All I can do is take one day at a time and try to make better choices, at least some of the time, and introduce some healthy foods at home that may (or may not) catch on as favorites.
One of the things I tried to bring back into my life recently was carob. It’s a chocolate-like bean, available in powder for baking, and it brings back fond memories for me.
Our youngest aunt, Medora, was the one who introduced me to healthier eating as a teenager. My Mom, of course, tried to make us eat right – but Medora KNEW THINGS about food. She had a big property on the bay and introduced us to country life over a few summers. Sleeping in a tent by the water, gathering eggs at sunset, hiding from mean geese, brushing her beautiful horses, and following her around the health food store were part of our daily routine as she tried to figure out what to feed us kids. We insisted on going home with her for a week when she’d come to visit us in Mississippi, then it was a yearly tradition.

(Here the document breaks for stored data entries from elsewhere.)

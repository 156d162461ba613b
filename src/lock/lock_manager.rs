use std::sync::Arc;

use super::{Lock, LockError, LockGuard};

/// Hands out one lock per key.
///
/// Repeated calls with the same key must return the same logical lock while
/// anyone holds or waits on it.
pub trait LockManager: Send + Sync {
    /// The concrete lock type returned by this manager.
    type Lock: Lock;

    /// Get (or create) the lock for `key`.
    fn get_lock(&self, key: &str) -> Result<Arc<Self::Lock>, LockError>;

    /// Called once a handle from `get_lock` is done with. Managers that cache
    /// a lock per key drop the entry here when no other handle remains.
    fn release(&self, key: &str, lock: &Arc<Self::Lock>) {
        let _ = (key, lock);
    }

    /// Block until the lock for `key` is held. It is released when the
    /// returned guard drops.
    fn acquire(&self, key: &str) -> Result<LockGuard<'_, Self>, LockError> {
        let lock = self.get_lock(key)?;
        if let Err(e) = lock.lock() {
            self.release(key, &lock);
            return Err(e);
        }
        Ok(LockGuard::new(self, key, lock))
    }
}
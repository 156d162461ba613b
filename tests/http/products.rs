use serde_json::{json, Value};

use crate::support::TestApp;

#[tokio::test]
async fn create_list_show_delete() {
    let app = TestApp::spawn().await;
    let token = app.token_for("ada").await;

    let id = app.create_product(&token, "1500.99", 5).await;

    let (status, list) = app.get_json("/api/products").await;
    assert_eq!(status, 200);
    let list = list.as_array().unwrap();
    assert_eq!(list.len(), 1);
    assert_eq!(list[0]["id"], id);
    assert_eq!(list[0]["price"], "1500.99");
    assert_eq!(list[0]["stock"], 5);

    let (status, product) = app.get_json(&format!("/api/products/{id}")).await;
    assert_eq!(status, 200);
    assert_eq!(product["name"], "Laptop");

    let resp = app
        .client
        .delete(app.url(&format!("/api/products/{id}")))
        .bearer_auth(&token)
        .send()
        .await
        .unwrap();
    assert_eq!(resp.status(), 200);

    let (status, _) = app.get_json(&format!("/api/products/{id}")).await;
    assert_eq!(status, 404);
}

#[tokio::test]
async fn creating_requires_a_token() {
    let app = TestApp::spawn().await;

    let resp = app
        .client
        .post(app.url("/api/products"))
        .json(&json!({ "name": "x", "price": "1", "stock": 1 }))
        .send()
        .await
        .unwrap();
    assert_eq!(resp.status(), 401);

    let resp = app
        .client
        .post(app.url("/api/products"))
        .bearer_auth("forged")
        .json(&json!({ "name": "x", "price": "1", "stock": 1 }))
        .send()
        .await
        .unwrap();
    assert_eq!(resp.status(), 401);

    let (_, list) = app.get_json("/api/products").await;
    assert_eq!(list, json!([]));
}

#[tokio::test]
async fn negative_stock_is_rejected() {
    let app = TestApp::spawn().await;
    let token = app.token_for("ada").await;

    let resp = app
        .client
        .post(app.url("/api/products"))
        .bearer_auth(&token)
        .json(&json!({ "name": "x", "price": "1", "stock": -1 }))
        .send()
        .await
        .unwrap();
    assert_eq!(resp.status(), 400);

    let body: Value = resp.json().await.unwrap();
    assert!(body["message"].is_string());
}

#[tokio::test]
async fn unknown_product_is_404() {
    let app = TestApp::spawn().await;
    let (status, body) = app.get_json("/api/products/does-not-exist").await;
    assert_eq!(status, 404);
    assert!(body["message"].is_string());
}
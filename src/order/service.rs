use std::sync::Arc;

use rust_decimal::Decimal;
use tracing::{debug, error, info, instrument};

use super::{Order, OrderError, PlacedOrder};
use crate::catalog::{product_lock_key, Product};
use crate::lock::LockManager;
use crate::model::{ModelStore, ModelsExt, WriteBatch};

/// Places orders against the product store, never overselling stock.
///
/// Generic over the document store and the lock backend. Both are handles:
/// clone the store and share the `Arc<L>` with every service that touches
/// product stock.
pub struct OrderService<S, L> {
    store: S,
    locks: Arc<L>,
}

impl<S: ModelStore, L: LockManager> OrderService<S, L> {
    pub fn new(store: S, locks: Arc<L>) -> Self {
        Self { store, locks }
    }

    /// Place an order for `quantity` units of `product_id` on behalf of
    /// `requester_id`.
    ///
    /// `requester_id` comes from the authentication layer and is trusted
    /// as-is; only its presence is checked.
    #[instrument(skip(self), err(level = "debug"))]
    pub fn place_order(
        &self,
        requester_id: &str,
        product_id: &str,
        quantity: i64,
    ) -> Result<PlacedOrder, OrderError> {
        let quantity = validate_quantity(quantity)?;
        if requester_id.trim().is_empty() {
            return Err(OrderError::InvalidRequest("missing requester identity".into()));
        }
        if product_id.trim().is_empty() {
            return Err(OrderError::InvalidRequest("missing product id".into()));
        }

        let _guard = self.locks.acquire(&product_lock_key(product_id))?;

        let products = self.store.models::<Product>();
        let current = products
            .get(product_id)?
            .ok_or_else(|| OrderError::NotFound(product_id.to_string()))?;
        let product = current.data;

        if product.stock < quantity {
            debug!(available = product.stock, "not enough stock");
            return Err(OrderError::InsufficientStock {
                product_id: product_id.to_string(),
                requested: quantity,
                available: product.stock,
            });
        }

        let total_price = product
            .price
            .checked_mul(Decimal::from(quantity))
            .ok_or_else(|| OrderError::InvalidRequest("total price overflows".into()))?;

        let remaining_stock = product.stock - quantity;
        let updated = Product {
            stock: remaining_stock,
            ..product
        };
        let order = Order::new(requester_id, product_id, quantity, total_price);

        let batch = WriteBatch::new()
            .update(&updated, current.version)?
            .insert(&order)?;
        self.store.commit(batch).map_err(|e| {
            error!(error = %e, "failed to persist order");
            OrderError::from(e)
        })?;

        info!(order_id = %order.id, %total_price, remaining_stock, "order placed");
        Ok(PlacedOrder {
            order_id: order.id,
            total_price,
            remaining_stock,
        })
    }

    /// Orders placed by `user_id`, newest first.
    pub fn orders_for(&self, user_id: &str) -> Result<Vec<Order>, OrderError> {
        let mut orders: Vec<Order> = self
            .store
            .models::<Order>()
            .find(&|o: &Order| o.user_id == user_id)?
            .into_iter()
            .map(|v| v.data)
            .collect();
        orders.sort_by(|a, b| b.created_at.cmp(&a.created_at).then_with(|| b.id.cmp(&a.id)));
        Ok(orders)
    }
}

fn validate_quantity(quantity: i64) -> Result<u32, OrderError> {
    if quantity <= 0 {
        return Err(OrderError::InvalidRequest(
            "quantity must be a positive integer".into(),
        ));
    }
    u32::try_from(quantity)
        .map_err(|_| OrderError::InvalidRequest(format!("quantity {} is too large", quantity)))
}
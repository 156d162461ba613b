//! Product catalog.
//!
//! Products live in the `products` collection. Stock is only ever reduced by
//! order placement; deleting a product takes the same per-product lock so a
//! delete cannot land in the middle of a placement.

mod error;
mod product;

pub use error::CatalogError;
pub use product::{NewProduct, Product};

use std::sync::Arc;

use tracing::{info, instrument};

use crate::lock::LockManager;
use crate::model::{Model, ModelStore, ModelsExt};

/// Lock key serializing every stock-affecting operation on one product.
pub fn product_lock_key(product_id: &str) -> String {
    format!("{}:{}", Product::COLLECTION, product_id)
}

/// Product listing, lookup, creation and removal.
pub struct Catalog<S, L> {
    store: S,
    locks: Arc<L>,
}

impl<S: ModelStore, L: LockManager> Catalog<S, L> {
    pub fn new(store: S, locks: Arc<L>) -> Self {
        Self { store, locks }
    }

    /// Every product, oldest first.
    pub fn list_products(&self) -> Result<Vec<Product>, CatalogError> {
        let mut products: Vec<Product> = self
            .store
            .models::<Product>()
            .all()?
            .into_iter()
            .map(|v| v.data)
            .collect();
        products.sort_by(|a, b| a.created_at.cmp(&b.created_at).then_with(|| a.id.cmp(&b.id)));
        Ok(products)
    }

    pub fn get_product(&self, id: &str) -> Result<Product, CatalogError> {
        self.store
            .models::<Product>()
            .get(id)?
            .map(|v| v.data)
            .ok_or_else(|| CatalogError::NotFound(id.to_string()))
    }

    #[instrument(skip(self, new), fields(name = %new.name, stock = new.stock))]
    pub fn create_product(&self, new: NewProduct) -> Result<Product, CatalogError> {
        new.validate()?;
        let product = Product::from(new);
        self.store.models::<Product>().insert(&product)?;
        info!(product_id = %product.id, "product created");
        Ok(product)
    }

    #[instrument(skip(self))]
    pub fn delete_product(&self, id: &str) -> Result<(), CatalogError> {
        let _guard = self.locks.acquire(&product_lock_key(id))?;
        if !self.store.models::<Product>().delete(id)? {
            return Err(CatalogError::NotFound(id.to_string()));
        }
        info!(product_id = %id, "product deleted");
        Ok(())
    }
}
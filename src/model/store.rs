//! ModelStore - Abstract document storage.

use super::{Model, ModelError, Versioned, WriteBatch};

/// Abstract CRUD storage for models.
///
/// Implementations must make `commit` all-or-nothing: either every write in
/// the batch is applied or none is.
pub trait ModelStore: Send + Sync {
    /// Get a model by ID. Returns None if not found.
    fn get_model<M: Model>(&self, id: &str) -> Result<Option<Versioned<M>>, ModelError>;

    /// Upsert a model (insert or update, no version check).
    fn save_model<M: Model>(&self, model: &M) -> Result<Versioned<M>, ModelError>;

    /// Insert a new model. Fails if it already exists.
    fn insert_model<M: Model>(&self, model: &M) -> Result<Versioned<M>, ModelError>;

    /// Update an existing model with optimistic concurrency control.
    fn update_model<M: Model>(
        &self,
        model: &M,
        expected_version: u64,
    ) -> Result<Versioned<M>, ModelError>;

    /// Delete a model by ID. Returns true if it existed.
    fn delete_model<M: Model>(&self, id: &str) -> Result<bool, ModelError>;

    /// Find models matching a predicate.
    fn find_models<M: Model>(
        &self,
        predicate: &dyn Fn(&M) -> bool,
    ) -> Result<Vec<Versioned<M>>, ModelError>;

    /// Apply every write in the batch atomically.
    fn commit(&self, batch: WriteBatch) -> Result<(), ModelError>;
}
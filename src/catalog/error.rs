use thiserror::Error;

use crate::lock::LockError;
use crate::model::ModelError;

/// Errors from catalog operations.
#[derive(Debug, Clone, Error, PartialEq)]
pub enum CatalogError {
    #[error("invalid product: {0}")]
    InvalidRequest(String),
    #[error("product not found: {0}")]
    NotFound(String),
    #[error("storage unavailable: {0}")]
    StorageUnavailable(String),
}

impl From<ModelError> for CatalogError {
    fn from(err: ModelError) -> Self {
        match err {
            ModelError::NotFound { id, .. } => CatalogError::NotFound(id),
            other => CatalogError::StorageUnavailable(other.to_string()),
        }
    }
}

impl From<LockError> for CatalogError {
    fn from(err: LockError) -> Self {
        CatalogError::StorageUnavailable(err.to_string())
    }
}
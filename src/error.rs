//! # Errors
//!
//! $$
//! \text{DataError}\ \cup\ \text{OptimizationError}\ \cup\ \text{IOError}
//! $$
//!
//! Degenerate statistics (zero variance, empty tails) never surface here; they
//! resolve to neutral values through [`crate::stats::safe_ratio`].

use thiserror::Error;

/// Crate-wide result alias.
pub type Result<T> = std::result::Result<T, AnalyticsError>;

/// Errors raised by the analytics pipeline.
#[derive(Debug, Error)]
pub enum AnalyticsError {
  /// A window-based computation was asked for more history than supplied.
  #[error("insufficient data for {indicator}: need {required} rows, got {available}")]
  InsufficientData {
    indicator: &'static str,
    required: usize,
    available: usize,
  },

  #[error("missing required column `{0}`")]
  MissingColumn(String),

  #[error("invalid data: {0}")]
  InvalidData(String),

  #[error("invalid configuration: {0}")]
  InvalidConfig(String),

  #[error("risk analysis failed: {0}")]
  Risk(String),

  #[error("portfolio optimization failed: {0}")]
  Optimization(String),

  #[error(transparent)]
  Io(#[from] std::io::Error),

  #[error(transparent)]
  Csv(#[from] csv::Error),

  #[error("serialization error: {0}")]
  Json(#[from] serde_json::Error),
}

impl AnalyticsError {
  pub(crate) fn insufficient(indicator: &'static str, required: usize, available: usize) -> Self {
    Self::InsufficientData {
      indicator,
      required,
      available,
    }
  }

  /// Missing columns, malformed rows or too little history.
  pub fn is_data_error(&self) -> bool {
    matches!(
      self,
      Self::InsufficientData { .. } | Self::MissingColumn(_) | Self::InvalidData(_)
    )
  }

  /// Read/write failures of the backing files.
  pub fn is_io_error(&self) -> bool {
    matches!(self, Self::Io(_) | Self::Csv(_) | Self::Json(_))
  }
}

#[cfg(test)]
mod tests {
  use super::*;

  #[test]
  fn insufficient_data_message_names_the_window() {
    let err = AnalyticsError::insufficient("SMA_long", 200, 120);
    assert_eq!(
      err.to_string(),
      "insufficient data for SMA_long: need 200 rows, got 120"
    );
    assert!(err.is_data_error());
    assert!(!err.is_io_error());
  }

  #[test]
  fn io_errors_convert_transparently() {
    let io = std::io::Error::new(std::io::ErrorKind::NotFound, "gone");
    let err: AnalyticsError = io.into();
    assert!(err.is_io_error());
    assert_eq!(err.to_string(), "gone");
  }
}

She taught me to grow alfalfa sprouts in a mason jar under the sink. She taught us how good fresh eggs taste. And she treated us with ice cream, smothered in carob syrup. It was really strange, not much like chocolate after all, but with a taste so unique I crave it now to the point I’ve searched all of the city for carob, and ended up having to order it. I just had to have it again!
Here’s basically how you make it:
1 cup carob powder
1 cup water
1/2 cup of honey
1 tbsp vanilla
(I added coconut oil to mine, about 1/4 cup – wow!)
You just melt it all together on the stove, bring it to a boil over low heat, then reduce the heat and stir for about 5 minutes, until it is smooth and shiny, like hot fudge. You can serve it over ice cream, mix it with oatmeal or nuts for a snack, put it in yogurt… use your imagination).
So, it’s as good as I remember. I have it ready to serve to Bryce when he gets home from camp, and I have a feeling he will feel as I did about it… he’ll wrinkle his nose, not like it, then keep tasting more until he does like it… there’s just something about it that keeps calling out, “This is what the earth intended you to eat!”
Little choices. One good decision at a time. Experiments and substitutes.
We will never eat the right things all the time when the wrong things are so good, and SO special here in New Orleans. But we can try to do better, and maybe pass along a memory to someone of something that lingers on the tongue, and in the heart.
Thanks, Aunt Medora, for teaching us to love the healthy stuff, too.